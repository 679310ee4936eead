use clap::{Parser, Subcommand};
use pixi::{
    logger::{self, LogLevel, LoggerConfig},
    Config, PromptSubmitter,
};
use std::process::ExitCode;

#[derive(Parser, Debug)]
#[command(name = "pixi")]
#[command(version)]
#[command(about = "Generate an image from a text description", long_about = None)]
struct Cli {
    /// Generation endpoint, e.g. https://host/generate-image (overrides PIXI_ENDPOINT)
    #[arg(long, global = true)]
    endpoint: Option<String>,

    /// Minimum log level (trace, debug, info, warn, error)
    #[arg(long, default_value = "warn", global = true)]
    log_level: LogLevel,

    /// Emit logs as JSON lines
    #[arg(long, global = true)]
    json_logs: bool,

    #[command(subcommand)]
    command: Command,
}

#[derive(Subcommand, Debug)]
enum Command {
    /// Submit a prompt and print the generated image URL
    Generate {
        /// Description of the image
        prompt: String,
    },
    /// Check that the generation service is up
    Health,
}

#[tokio::main]
async fn main() -> ExitCode {
    let dotenv_loaded = dotenv::dotenv().is_ok();
    let cli = Cli::parse();

    let log_config = LoggerConfig::for_level(cli.log_level).with_json_output(cli.json_logs);
    if let Err(e) = logger::init_with_config(log_config) {
        eprintln!("{}", e);
        return ExitCode::FAILURE;
    }
    if !dotenv_loaded {
        log::debug!("No .env file found, using process environment");
    }

    let mut config = Config::from_env();
    if let Some(endpoint) = cli.endpoint {
        config = config.with_endpoint(endpoint);
    }
    logger::log_startup_info("pixi", env!("CARGO_PKG_VERSION"), &config);

    let submitter = match PromptSubmitter::from_config(&config) {
        Ok(submitter) => submitter,
        Err(e) => {
            eprintln!("{}", e);
            return ExitCode::FAILURE;
        }
    };

    match cli.command {
        Command::Generate { prompt } => match submitter.submit(&prompt).await {
            Ok(result) => {
                println!("{}", result.image_url);
                ExitCode::SUCCESS
            }
            Err(e) => {
                eprintln!("{}", e);
                ExitCode::FAILURE
            }
        },
        Command::Health => match submitter.health_check().await {
            Ok(health) if health.is_healthy() => {
                println!("{}", health.status);
                ExitCode::SUCCESS
            }
            Ok(health) => {
                eprintln!("Service reported status '{}'", health.status);
                ExitCode::FAILURE
            }
            Err(e) => {
                eprintln!("Health check failed: {}", e);
                ExitCode::FAILURE
            }
        },
    }
}
use crate::{
    client::GenerationTransport,
    config::Config,
    error::{PixiError, Result},
    models::{ErrorBody, GenerationRequest, GenerationResponse, HealthStatus},
};
use async_trait::async_trait;
use reqwest::{header::CONTENT_TYPE, Client, Response, Url};

/// `reqwest`-backed transport. No timeout is configured: a request runs until
/// the service answers or the connection fails.
#[derive(Clone)]
pub struct HttpClient {
    client: Client,
    endpoint: Url,
    health: Url,
}

impl HttpClient {
    pub fn new(config: &Config) -> Result<Self> {
        let client = Client::builder()
            .build()
            .map_err(|e| PixiError::Config(format!("Failed to build HTTP client: {}", e)))?;

        Self::with_client(client, config)
    }

    pub fn with_client(client: Client, config: &Config) -> Result<Self> {
        Ok(Self {
            client,
            endpoint: config.endpoint_url()?,
            health: config.health_url()?,
        })
    }

    pub fn endpoint(&self) -> &Url {
        &self.endpoint
    }

    async fn error_for_status(response: Response) -> Result<Response> {
        let status = response.status();
        if status.is_success() {
            return Ok(response);
        }

        let body = response.text().await.unwrap_or_default();
        let detail = serde_json::from_str::<ErrorBody>(&body)
            .map(|e| e.detail)
            .unwrap_or(body);

        Err(PixiError::Status {
            status: status.as_u16(),
            detail,
        })
    }
}

#[async_trait]
impl GenerationTransport for HttpClient {
    async fn generate(&self, request: &GenerationRequest) -> Result<GenerationResponse> {
        let body = serde_json::to_vec(request)
            .map_err(|e| PixiError::Request(format!("Cannot encode request: {}", e)))?;

        log::info!("Requesting image generation from {}", self.endpoint);
        log::debug!("Generation request payload: {}", String::from_utf8_lossy(&body));

        let response = self
            .client
            .post(self.endpoint.clone())
            .header(CONTENT_TYPE, "application/json")
            .body(body)
            .send()
            .await
            .map_err(|e| {
                log::error!("Generation request failed: {}", e);
                PixiError::from(e)
            })?;

        let response = Self::error_for_status(response).await.map_err(|e| {
            log::error!("{}", e);
            e
        })?;

        let bytes = response.bytes().await?;
        serde_json::from_slice::<GenerationResponse>(&bytes).map_err(|e| {
            log::error!(
                "Unexpected generation response ({}): {}",
                e,
                String::from_utf8_lossy(&bytes)
            );
            PixiError::Response(e.to_string())
        })
    }

    async fn health_check(&self) -> Result<HealthStatus> {
        log::debug!("Probing {}", self.health);

        let response = self.client.get(self.health.clone()).send().await?;
        let response = Self::error_for_status(response).await?;

        response
            .json::<HealthStatus>()
            .await
            .map_err(|e| PixiError::Response(e.to_string()))
    }
}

● **Work to complete**
Word for word, transcribe all of the entries shown above.

● **Response**
repository 679310ee4936eead
use clap::{Parser, Subcommand};
use pixi::{
    logger::{self, LogLevel, LoggerConfig},
    Config, PromptSubmitter,
};
use std::process::ExitCode;

#[derive(Parser, Debug)]
#[command(name = "pixi")]
#[command(version)]
#[command(about = "Generate an image from a text description", long_about = None)]
struct Cli {
    /// Generation endpoint, e.g. https://host/generate-image (overrides PIXI_ENDPOINT)
    #[arg(long, global = true)]
    endpoint: Option<String>,

    /// Minimum log level (trace, debug, info, warn, error)
    #[arg(long, default_value = "warn", global = true)]
    log_level: LogLevel,

    /// Emit logs as JSON lines
    #[arg(long, global = true)]
    json_logs: bool,

    #[command(subcommand)]
    command: Command,
}

#[derive(Subcommand, Debug)]
enum Command {
    /// Submit a prompt and print the generated image URL
    Generate {
        /// Description of the image
        prompt: String,
    },
    /// Check that the generation service is up
    Health,
}

#[tokio::main]
async fn main() -> ExitCode {
    let dotenv_loaded = dotenv::dotenv().is_ok();
    let cli = Cli::parse();

    let log_config = LoggerConfig::for_level(cli.log_level).with_json_output(cli.json_logs);
    if let Err(e) = logger::init_with_config(log_config) {
        eprintln!("{}", e);
        return ExitCode::FAILURE;
    }
    if !dotenv_loaded {
        log::debug!("No .env file found, using process environment");
    }

    let mut config = Config::from_env();
    if let Some(endpoint) = cli.endpoint {
        config = config.with_endpoint(endpoint);
    }
    logger::log_startup_info("pixi", env!("CARGO_PKG_VERSION"), &config);

    let submitter = match PromptSubmitter::from_config(&config) {
        Ok(submitter) => submitter,
        Err(e) => {
            eprintln!("{}", e);
            return ExitCode::FAILURE;
        }
    };

    match cli.command {
        Command::Generate { prompt } => match submitter.submit(&prompt).await {
            Ok(result) => {
                println!("{}", result.image_url);
                ExitCode::SUCCESS
            }
            Err(e) => {
                eprintln!("{}", e);
                ExitCode::FAILURE
            }
        },
        Command::Health => match submitter.health_check().await {
            Ok(health) if health.is_healthy() => {
                println!("{}", health.status);
                ExitCode::SUCCESS
            }
            Ok(health) => {
                eprintln!("Service reported status '{}'", health.status);
                ExitCode::FAILURE
            }
            Err(e) => {
                eprintln!("Health check failed: {}", e);
                ExitCode::FAILURE
            }
        },
    }
}
use crate::{
    client::GenerationTransport,
    config::Config,
    error::{PixiError, Result},
    models::{ErrorBody, GenerationRequest, GenerationResponse, HealthStatus},
};
use async_trait::async_trait;
use reqwest::{header::CONTENT_TYPE, Client, Response, Url};

/// `reqwest`-backed transport. No timeout is configured: a request runs until
/// the service answers or the connection fails.
#[derive(Clone)]
pub struct HttpClient {
    client: Client,
    endpoint: Url,
    health: Url,
}

impl HttpClient {
    pub fn new(config: &Config) -> Result<Self> {
        let client = Client::builder()
            .build()
            .map_err(|e| PixiError::Config(format!("Failed to build HTTP client: {}", e)))?;

        Self::with_client(client, config)
    }

    pub fn with_client(client: Client, config: &Config) -> Result<Self> {
        Ok(Self {
            client,
            endpoint: config.endpoint_url()?,
            health: config.health_url()?,
        })
    }

    pub fn endpoint(&self) -> &Url {
        &self.endpoint
    }

    async fn error_for_status(response: Response) -> Result<Response> {
        let status = response.status();
        if status.is_success() {
            return Ok(response);
        }

        let body = response.text().await.unwrap_or_default();
        let detail = serde_json::from_str::<ErrorBody>(&body)
            .map(|e| e.detail)
            .unwrap_or(body);

        Err(PixiError::Status {
            status: status.as_u16(),
            detail,
        })
    }
}

#[async_trait]
impl GenerationTransport for HttpClient {
    async fn generate(&self, request: &GenerationRequest) -> Result<GenerationResponse> {
        let body = serde_json::to_vec(request)
            .map_err(|e| PixiError::Request(format!("Cannot encode request: {}", e)))?;

        log::info!("Requesting image generation from {}", self.endpoint);
        log::debug!("Generation request payload: {}", String::from_utf8_lossy(&body));

        let response = self
            .client
            .post(self.endpoint.clone())
            .header(CONTENT_TYPE, "application/json")
            .body(body)
            .send()
            .await
            .map_err(|e| {
                log::error!("Generation request failed: {}", e);
                PixiError::from(e)
            })?;

        let response = Self::error_for_status(response).await.map_err(|e| {
            log::error!("{}", e);
            e
        })?;

        let bytes = response.bytes().await?;
        serde_json::from_slice::<GenerationResponse>(&bytes).map_err(|e| {
            log::error!(
                "Unexpected generation response ({}): {}",
                e,
                String::from_utf8_lossy(&bytes)
            );
            PixiError::Response(e.to_string())
        })
    }

    async fn health_check(&self) -> Result<HealthStatus> {
        log::debug!("Probing {}", self.health);

        let response = self.client.get(self.health.clone()).send().await?;
        let response = Self::error_for_status(response).await?;

        response
            .json::<HealthStatus>()
            .await
            .map_err(|e| PixiError::Response(e.to_string()))
    }
}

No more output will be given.